Stored data

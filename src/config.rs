use std::path::PathBuf;

use config::{Config, ConfigError, Environment, File};
use serde::Deserialize;

#[derive(Debug, Deserialize, Clone)]
pub struct CorsConfig {
    pub allow_origins: Vec<String>,
    pub max_age: u64,
}

#[derive(Debug, Deserialize, Clone)]
pub struct ServerConfig {
    pub host: String,
    pub port: u16,
    pub cors: CorsConfig,
}

#[derive(Debug, Deserialize, Clone)]
pub struct DatabaseConfig {
    pub url: String,
}

#[derive(Debug, Deserialize, Clone)]
pub struct AuthConfig {
    /// Session lifetime in minutes. Sessions slide: resolution past the
    /// halfway point pushes the expiry forward by a full TTL.
    pub session_ttl_minutes: i64,
    /// Teacher account created at startup if absent. There is no public
    /// teacher-registration endpoint.
    pub teacher_identifier: Option<String>,
    pub teacher_password: Option<String>,
}

#[derive(Debug, Deserialize, Clone)]
pub struct StorageConfig {
    pub upload_dir: PathBuf,
    /// Maximum accepted upload size in bytes.
    pub max_upload_size: u64,
}

#[derive(Debug, Deserialize, Clone)]
pub struct AppConfig {
    pub server: ServerConfig,
    pub database: DatabaseConfig,
    pub auth: AuthConfig,
    pub storage: StorageConfig,
}

impl AppConfig {
    pub fn load() -> Result<Self, ConfigError> {
        let s = Config::builder()
            .set_default("server.host", "127.0.0.1")?
            .set_default("server.port", 3000)?
            .set_default("server.cors.allow_origins", Vec::<String>::new())?
            .set_default("server.cors.max_age", 3600)?
            .set_default("auth.session_ttl_minutes", 7 * 24 * 60)?
            .set_default("storage.upload_dir", "./uploads")?
            .set_default("storage.max_upload_size", 16 * 1024 * 1024)?
            // Load from config/config.toml
            .add_source(File::with_name("config/config").required(false))
            // Override from environment (e.g., CLASSDESK__DATABASE__URL)
            .add_source(Environment::with_prefix("CLASSDESK").separator("__"))
            .build()?;

        s.try_deserialize()
    }
}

* _WORK REQUIRED_
Which lines in the records above contain the word "AppConfig"? Return each of them.

* _WRITTEN RESPONSE_
pub struct AppConfig {
impl AppConfig {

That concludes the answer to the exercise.